Стиль его романов великолепен. Мориак — поэт; его поэзия порождена, с одной стороны, глубоким и страстным изучением родных ему краев, Франции сосновых лесов, где находят себе приют дикие голуби, и виноградников — той Франции, которая подарила ему столько образов; с другой стороны, она порождена близким знакомством писателя с Евангелием, с псалмами, этими родниками поэзии, а также с творчеством нескольких особенно дорогих его сердцу писателей, таких, как Морис де Герен, Бодлер, Рембо. У Рембо Мориак заимствовал немало заглавий для своих книг, а, быть может, отчасти и тот огненный лексикон, который озаряет его фразу мрачным огнем, напоминающим отсвет пожара, опустошающего ланды.

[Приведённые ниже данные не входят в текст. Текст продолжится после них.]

//! 执行器接口定义
//!
//! 对物理直线/旋转执行器（步进电机）的抽象：相对移动 + 使能控制。
//! 选择器电机与共享驱动电机都通过此接口驱动。

use crate::error::DriverError;

/// 相对移动命令
///
/// 位移单位与执行器配置一致（选择器使用步，驱动电机使用 mm）。
/// `wait = true` 表示调用方阻塞直到移动完成。
#[derive(Debug, Clone, Copy, PartialEq)]
pub struct MoveCommand {
    /// 相对位移（正值远离归零点/向打印机送料）
    pub distance: f64,
    /// 速度（单位/s）
    pub speed: f64,
    /// 加速度（单位/s²）
    pub accel: f64,
    /// 是否等待移动完成
    pub wait: bool,
}

impl MoveCommand {
    /// 创建非阻塞移动命令
    #[inline]
    pub fn new(distance: f64, speed: f64, accel: f64) -> Self {
        Self {
            distance,
            speed,
            accel,
            wait: false,
        }
    }

    /// 设置为阻塞移动（等待完成）
    #[inline]
    pub fn blocking(mut self) -> Self {
        self.wait = true;
        self
    }

    /// 校验命令参数
    ///
    /// 位移必须是有限值，速度和加速度必须为正。
    pub fn validate(&self, actuator: &str) -> Result<(), DriverError> {
        let reason = if !self.distance.is_finite() {
            "distance must be finite"
        } else if !(self.speed > 0.0) {
            "speed must be positive"
        } else if !(self.accel > 0.0) {
            "acceleration must be positive"
        } else {
            return Ok(());
        };

        Err(DriverError::InvalidMove {
            name: actuator.to_string(),
            reason: reason.to_string(),
        })
    }
}

/// 执行器 Trait
///
/// # 线程模型
///
/// 执行器在多个组件之间通过 `Arc<dyn Actuator>` 共享（例如共享驱动电机被多个
/// 张力辅助控制器使用），因此方法都接收 `&self`，由实现负责内部可变性。
/// 调用本身发生在宿主的单线程事件循环中，不会并发。
pub trait Actuator: Send + Sync {
    /// 执行器名称（对应配置中的 stepper 名称）
    fn name(&self) -> &str;

    /// 执行相对移动
    ///
    /// `command.wait` 为 true 时必须在移动完成后返回。
    fn move_by(&self, command: MoveCommand) -> Result<(), DriverError>;

    /// 使能/失能电机
    ///
    /// 失能后电机不再保持力矩。
    fn set_enabled(&self, enabled: bool) -> Result<(), DriverError>;
}

#[cfg(test)]
mod tests {
    use super::*;

    #[test]
    fn test_move_command_builder() {
        let cmd = MoveCommand::new(10.0, 50.0, 400.0);
        assert!(!cmd.wait);

        let cmd = cmd.blocking();
        assert!(cmd.wait);
        assert_eq!(cmd.distance, 10.0);
        assert_eq!(cmd.speed, 50.0);
        assert_eq!(cmd.accel, 400.0);
    }

    #[test]
    fn test_move_command_validate() {
        assert!(MoveCommand::new(-1.0, 20.0, 20.0).validate("sel").is_ok());
        assert!(MoveCommand::new(0.0, 20.0, 20.0).validate("sel").is_ok());

        let err = MoveCommand::new(1.0, 0.0, 20.0).validate("sel").unwrap_err();
        assert!(err.to_string().contains("speed must be positive"));

        let err = MoveCommand::new(1.0, 20.0, -5.0).validate("sel").unwrap_err();
        assert!(err.to_string().contains("acceleration must be positive"));

        let err = MoveCommand::new(f64::NAN, 20.0, 20.0).validate("sel").unwrap_err();
        assert!(err.to_string().contains("distance must be finite"));

        // NaN 速度同样被拒绝
        assert!(MoveCommand::new(1.0, f64::NAN, 20.0).validate("sel").is_err());
    }
}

Следует еще добавить, что Мориак после второй мировой войны стал выдающимся журналистом — лучшим журналистом своего времени — и грозным полемистом. Он, правда, опубликовал еще несколько повестей и романов («Мартышка», «Агнец», «Галигаи»), но главным объектом приложения его таланта стал своеобразный дневник, одновременно имеющий личный и политический характер, дневник, которому он дал название «Заметки» («Блокнот»). В 1936 году Мориак пришел к выводу, что долг каждого христианина — занять определенную позицию. Он и сделал это с присущей ему страстностью. Чувства, воодушевляющие писателя, достаточно сложны: это острая неприязнь по отношению к буржуазному лицемерию; отвращение к ханжам и святошам, которые не столько почитают религию, сколько используют ее в своих целях; горячая приверженность к некоторым людям — к Мендес-Франсу, а затем к генералу де Голлю; презрение к тем, кто противостоит людям, воплощающим его идеалы. Публицистика Мориака — публицистика высокого класса, она сродни публицистике Паскаля в его «Письмах к провинциалу». Стиль Мориака-публициста близок стилю Барреса, в этом стиле можно заметить также отчетливые следы влияния публицистов из Пор-Рояля. Политический пыл в его публицистике умеряется воспоминаниями детства и мыслью о смерти. Лилии Малагара и религиозные празднества придают страницам дневника свой аромат и благостную сладость, и это смягчает резкость суждений. В таком сочетании неотразимая прелесть дневника Мориака, и некоторые его страницы, вызванные к жизни нынешними спорами, обретут себе долгую жизнь в будущих антологиях.

VI

Франсуа Мориак — самый значительный среди католических писателей. Создавая свои романы, он не стремится придать им утилитарный характер или превратить их в символы христианских добродетелей. Принимая человека таким, каков он есть, со всем его убожеством и жестокостью, Мориак беспощадно описывает яростное противоборство Плоти и Духа, Гордыни и Милосердия. Однако он верит в искупление грехов и показывает, что грядущее спасение возможно для всякого, кто ступит на стезю смирения, самоотречения и подражания Христу. «Человек не ангел, но и не зверь». Писатель даже не допускает, что люди, созданные его творческим воображением, могут походить на ангелов. Он стремится к тому, чтобы они сознавали меру своего нравственного падения, и требует от них, как, впрочем, и от себя самого, не просто предельной искренности, доступной многим, но искренности поистине беспредельной; вот почему его трагические произведения озаряют ярким светом и его собственную, и нашу жизнь.